At more or less the same time as Kennedy went to the Menuhin school, his mother remarried and moved to Solihull. Then, when he was 11, he met his father. Kennedy had come to idolise him, but when they actually met, it proved a let-down. By then, John Kennedy had become an alcoholic - he died of liver failure in the mid-1980s. 'I don't suppose my father and I could ever have had a decent relationship - not under the circumstances. When I talk to my half-sisters in Australia [Kennedy's father started another family out there], they say their relationship with him wasn't that good. Not that he was a bad guy; in fact, he was quite a charismatic geezer and his fellow musicians really loved him.

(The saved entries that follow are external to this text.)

//! Server-Sent Events framing.
//!
//! The relay writes exactly one `data: <json>` line per frame and terminates
//! every frame with a blank line. The decoder is more lenient so it can also
//! read upstream OpenAI-style streams: it skips comment lines (`: keep-alive`),
//! ignores `event:`/`id:`/`retry:` fields, joins multiple `data:` lines with
//! `\n` and accepts CRLF line endings.

use bytes::Bytes;

use crate::error::{CoreResult, RelayError};
use crate::stream::StreamChunk;

/// Encode one chunk as a complete SSE frame.
pub fn encode_frame(chunk: &StreamChunk) -> CoreResult<Bytes> {
    let json = serde_json::to_string(chunk).map_err(|e| RelayError::Other(e.into()))?;
    Ok(Bytes::from(format!("data: {json}\n\n")))
}

/// The `data` payload of one complete frame.
#[derive(Debug, Clone, PartialEq, Eq)]
pub struct SseFrame {
    pub data: String,
}

impl SseFrame {
    pub fn parse_chunk(&self) -> CoreResult<StreamChunk> {
        serde_json::from_str(&self.data)
            .map_err(|e| RelayError::Decode(format!("{e}: {}", self.data)))
    }
}

/// Incremental frame decoder. Bytes are consumed one line at a time and
/// every byte is examined once, so a read boundary may fall anywhere,
/// including inside a UTF-8 sequence or between the `\r` and `\n` of a
/// CRLF. Lines may end in `\r\n`, `\n` or `\r`; an empty line closes the
/// frame.
#[derive(Debug, Default)]
pub struct SseDecoder {
    line: Vec<u8>,
    data: Vec<String>,
    after_cr: bool,
}

impl SseDecoder {
    pub fn new() -> Self {
        Self::default()
    }

    /// Feed bytes and return every frame they complete, in order.
    pub fn push(&mut self, bytes: &[u8]) -> Vec<SseFrame> {
        let mut frames = Vec::new();
        for &b in bytes {
            if std::mem::take(&mut self.after_cr) && b == b'\n' {
                // second half of a CRLF
                continue;
            }
            match b {
                b'\r' => {
                    self.after_cr = true;
                    self.end_line(&mut frames);
                }
                b'\n' => self.end_line(&mut frames),
                _ => self.line.push(b),
            }
        }
        frames
    }

    /// Flush a trailing frame that was not terminated by a blank line.
    pub fn finish(&mut self) -> Option<SseFrame> {
        self.after_cr = false;
        if !self.line.is_empty() {
            let line = std::mem::take(&mut self.line);
            self.field(&line);
        }
        self.dispatch()
    }

    /// Bytes held back waiting for the rest of a frame.
    pub fn pending(&self) -> usize {
        self.line.len() + self.data.iter().map(String::len).sum::<usize>()
    }

    fn end_line(&mut self, frames: &mut Vec<SseFrame>) {
        if self.line.is_empty() {
            if let Some(frame) = self.dispatch() {
                frames.push(frame);
            }
            return;
        }
        let line = std::mem::take(&mut self.line);
        self.field(&line);
    }

    fn field(&mut self, raw: &[u8]) {
        let line = String::from_utf8_lossy(raw);
        if line.starts_with(':') {
            return;
        }
        let (name, value) = match line.split_once(':') {
            Some((f, v)) => (f, v.strip_prefix(' ').unwrap_or(v)),
            None => (line.as_ref(), ""),
        };
        if name == "data" {
            self.data.push(value.to_string());
        }
    }

    fn dispatch(&mut self) -> Option<SseFrame> {
        if self.data.is_empty() {
            return None;
        }
        let data = std::mem::take(&mut self.data).join("\n");
        Some(SseFrame { data })
    }
}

But in the family house he wasn't that perfect a father to my sisters. I met him again when I was about 17 or 18, but by then I'd have to drag him out of parties because he was pissed, so that was pretty weird.'

At some stage, Kennedy decided that he didn't like his upbringing. People, he reckoned, were trying to turn him into something he wasn't - namely a nicely spoken, conventional middle-class boy, when in fact he was the son of a far from well-off single mother. And so began the first of his attempts to re-invent himself. 'Once I started asserting my own identity, I couldn't see why I was being pushed in that particular direction. Because there was no benefit in it for me. Maybe it would have been good for my mum if I'd come out talking with a perfect accent, because it wouldn't have embarrassed her in front of her friends, or her clients. But none of the musicians I respected talked in some old-Etonian, silver-spoon sort of way. Quite the reverse, in fact.'

All the time, though, people kept trying to tell Kennedy how to conduct his career. When he was at the Juilliard School, in New York, and the great jazz violinist Stephane Grappelli asked Kennedy to play with him at Carnegie Hall, his teachers warned him that no classical record label would ever touch him if he did - Kennedy ignored them and went ahead, anyway.

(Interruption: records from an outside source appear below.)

//! Session bridge: lock backend calls, logind locked hint and sleep inhibitors
//!
//! Every call is fire-and-forget from the shield's point of view. Calls run
//! on spawned tasks bounded by the configured RPC timeout; failures are only
//! logged. Inhibitor grants come back to the loop as events. Password keys
//! go through one forwarding task so the backend sees them in typing order.

use anyhow::{Context, Result};
use futures_util::StreamExt;
use std::future::Future;
use std::time::Duration;
use tokio::sync::mpsc::{self, UnboundedReceiver, UnboundedSender};
use tracing::{debug, info, warn};
use zbus::{Connection, proxy};

use crate::shield::{InhibitTicket, Inhibitor, Key, SessionBridge, ShieldEvent};

use super::login1::{Login1ManagerProxy, Login1SessionProxy};

/// Proxy for the process that owns the unlock dialog and authentication
#[proxy(
    interface = "org.area.LockBackend",
    default_service = "org.area.LockBackend",
    default_path = "/org/area/LockBackend"
)]
pub trait LockBackend {
    fn lock(&self, stage_window: u32, vt: u32) -> zbus::Result<()>;

    fn unlock(&self) -> zbus::Result<()>;

    /// Drop any grabs a previous shell instance left behind
    fn release_grabs(&self) -> zbus::Result<()>;

    /// Feed the password entry: a character, `BackSpace` or `Return`
    fn forward_key(&self, key: &str) -> zbus::Result<()>;

    /// The user authenticated in the unlock dialog
    #[zbus(signal)]
    fn authenticated(&self) -> zbus::Result<()>;

    /// The user dismissed the unlock dialog
    #[zbus(signal)]
    fn cancelled(&self) -> zbus::Result<()>;
}

const INHIBIT_WHO: &str = "area-lock";

pub struct DbusSessionBridge {
    backend: LockBackendProxy<'static>,
    manager: Login1ManagerProxy<'static>,
    session: Login1SessionProxy<'static>,
    events: UnboundedSender<ShieldEvent>,
    keys: UnboundedSender<String>,
    timeout: Duration,
    vt: u32,
}

impl DbusSessionBridge {
    pub async fn new(
        session_bus: &Connection,
        system_bus: &Connection,
        events: UnboundedSender<ShieldEvent>,
        timeout: Duration,
    ) -> Result<Self> {
        let backend = LockBackendProxy::new(session_bus)
            .await
            .context("Failed to create lock backend proxy")?;
        let manager = Login1ManagerProxy::new(system_bus)
            .await
            .context("Failed to create login1 manager proxy")?;
        let session = Login1SessionProxy::new(system_bus)
            .await
            .context("Failed to create login1 session proxy")?;

        let vt = std::env::var("XDG_VTNR")
            .ok()
            .and_then(|vt| vt.parse().ok())
            .unwrap_or(0);

        let (keys, pending) = mpsc::unbounded_channel();
        spawn_key_forwarder(backend.clone(), pending, timeout);

        Ok(Self {
            backend,
            manager,
            session,
            events,
            keys,
            timeout,
            vt,
        })
    }

    /// Run `call` in the background, logging failures and timeouts
    fn spawn_call<F>(&self, what: &'static str, call: F)
    where
        F: Future<Output = zbus::Result<()>> + Send + 'static,
    {
        let timeout = self.timeout;
        tokio::spawn(async move {
            match tokio::time::timeout(timeout, call).await {
                Ok(Ok(())) => debug!("{} done", what),
                Ok(Err(e)) => warn!("{} failed: {}", what, e),
                Err(_) => warn!("{} timed out after {:?}", what, timeout),
            }
        });
    }

    fn set_locked_hint(&self, locked: bool) {
        let session = self.session.clone();
        self.spawn_call("login1 SetLockedHint", async move {
            session.set_locked_hint(locked).await
        });
    }
}

impl SessionBridge for DbusSessionBridge {
    fn lock(&mut self, stage_window: u32) {
        let backend = self.backend.clone();
        let vt = self.vt;
        self.spawn_call("LockBackend.Lock", async move {
            backend.lock(stage_window, vt).await
        });
        self.set_locked_hint(true);
    }

    fn unlock(&mut self) {
        let backend = self.backend.clone();
        self.spawn_call("LockBackend.Unlock", async move { backend.unlock().await });
        self.set_locked_hint(false);
    }

    fn release_grabs(&mut self) {
        let backend = self.backend.clone();
        self.spawn_call("LockBackend.ReleaseGrabs", async move {
            backend.release_grabs().await
        });
    }

    fn forward_key(&mut self, key: Key) {
        let Some(name) = key_name(key) else {
            return;
        };
        if self.keys.send(name).is_err() {
            warn!("Password key forwarder has stopped");
        }
    }

    fn request_inhibitor(&mut self, reason: &str, ticket: InhibitTicket) {
        let manager = self.manager.clone();
        let events = self.events.clone();
        let reason = reason.to_string();
        let timeout = self.timeout;

        tokio::spawn(async move {
            let call = manager.inhibit("sleep", INHIBIT_WHO, &reason, "delay");
            let inhibitor = match tokio::time::timeout(timeout, call).await {
                Ok(Ok(fd)) => Some(Inhibitor::new(move || drop(fd))),
                Ok(Err(e)) => {
                    warn!("Failed to take sleep inhibitor: {}", e);
                    None
                }
                Err(_) => {
                    warn!("Sleep inhibitor request timed out after {:?}", timeout);
                    None
                }
            };

            let _ = events.send(ShieldEvent::InhibitorReady { ticket, inhibitor });
        });
    }
}

/// Argument of `LockBackend.ForwardKey`; keys the entry does not take map to `None`
fn key_name(key: Key) -> Option<String> {
    match key {
        Key::Char(ch) => Some(ch.to_string()),
        Key::Backspace => Some("BackSpace".into()),
        Key::Enter => Some("Return".into()),
        Key::Escape | Key::Other => None,
    }
}

/// Deliver password keys one call at a time
fn spawn_key_forwarder(
    backend: LockBackendProxy<'static>,
    mut keys: UnboundedReceiver<String>,
    timeout: Duration,
) {
    tokio::spawn(async move {
        while let Some(key) = keys.recv().await {
            match tokio::time::timeout(timeout, backend.forward_key(&key)).await {
                Ok(Ok(())) => {}
                Ok(Err(e)) => warn!("LockBackend.ForwardKey failed: {}", e),
                Err(_) => warn!("LockBackend.ForwardKey timed out after {:?}", timeout),
            }
        }
        debug!("Password key forwarder stopped");
    });
}

/// Forward the unlock dialog's outcome from the lock backend
pub async fn watch(conn: &Connection, events: UnboundedSender<ShieldEvent>) -> Result<()> {
    let backend = LockBackendProxy::new(conn)
        .await
        .context("Failed to create lock backend proxy")?;

    let mut authenticated = backend.receive_authenticated().await?;
    let mut cancelled = backend.receive_cancelled().await?;

    info!("Watching lock backend for dialog results");

    tokio::spawn(async move {
        loop {
            let event = tokio::select! {
                Some(_) = authenticated.next() => ShieldEvent::DialogAuthenticated,
                Some(_) = cancelled.next() => ShieldEvent::DialogCancelled,
                else => break,
            };

            if events.send(event).is_err() {
                break;
            }
        }
        debug!("Lock backend watcher stopped");
    });

    Ok(())
}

Then, in 1989, came his Big Breakthrough. When he decided that he wanted to record Vivaldi's Four Seasons, his record company, EMI, told him he would be lucky to shift 50,000 copies. Kennedy, however, had worked out that The Four Seasons was tailor-made for a non-specialist audience. 'It had 12 tracks, each about three minutes long. So it was perfect in terms of popular culture. Basically, it was exactly what young people were used to.'

The Four Seasons went on to sell two million copies, making it the biggest-selling classical album of all time. 'In a lot of respects that was great, but it was also a double-edged sword. With business people around, you always get people wanting to cash in on a formula - and a formula is the enemy of any f---ing creative art. All of a sudden I had these people wanting the Eight Seasons and the 12 Seasons and all that. What was even weirder was that people wanted me to follow a formula that I had actually invented. So I'd get some old geezer in a striped jacket behind a desk at EMI presenting the formula as if he'd made it up and saying, "Look, my boy, this is how it's done."'

It's time for Kennedy to go back on stage. Unhurriedly, he puts down his teacup, picks up his violin and walks out to play Beethoven's Violin Concerto. It's an intensely romantic performance that reduces the audience to rapt, even tearful, silence - a silence broken only by a storm of applause when he finishes. Afterwards, most of the orchestra pile into Kennedy's dressing-room to drink beers and listen to James Brown, very loud, on his sound system. Among the people who have come to pay their respects is Josef Suk, the renowned Czech violinist. Kennedy puts his arm around Suk's shoulder. 'We f---ing got through it, didn't we? Hey man, how about you and me making music together one day? Some Bartok duets maybe?' Given that Suk is 79 years old, it is unlikely that he is used to being addressed like this, but he seems quite unfazed by Kennedy's manner and agrees that this sounds an excellent idea.

Because my flight was late and we haven't been able to talk for long, I arrange to telephone Kennedy the following evening. When I do, it is as if another Nigel Kennedy altogether answers. This time there's no swearing, no 'mans' and he is far more fluent than before. Perhaps he is just better on the end of a phone. Or perhaps everything else is just a protective screen to disguise his shyness.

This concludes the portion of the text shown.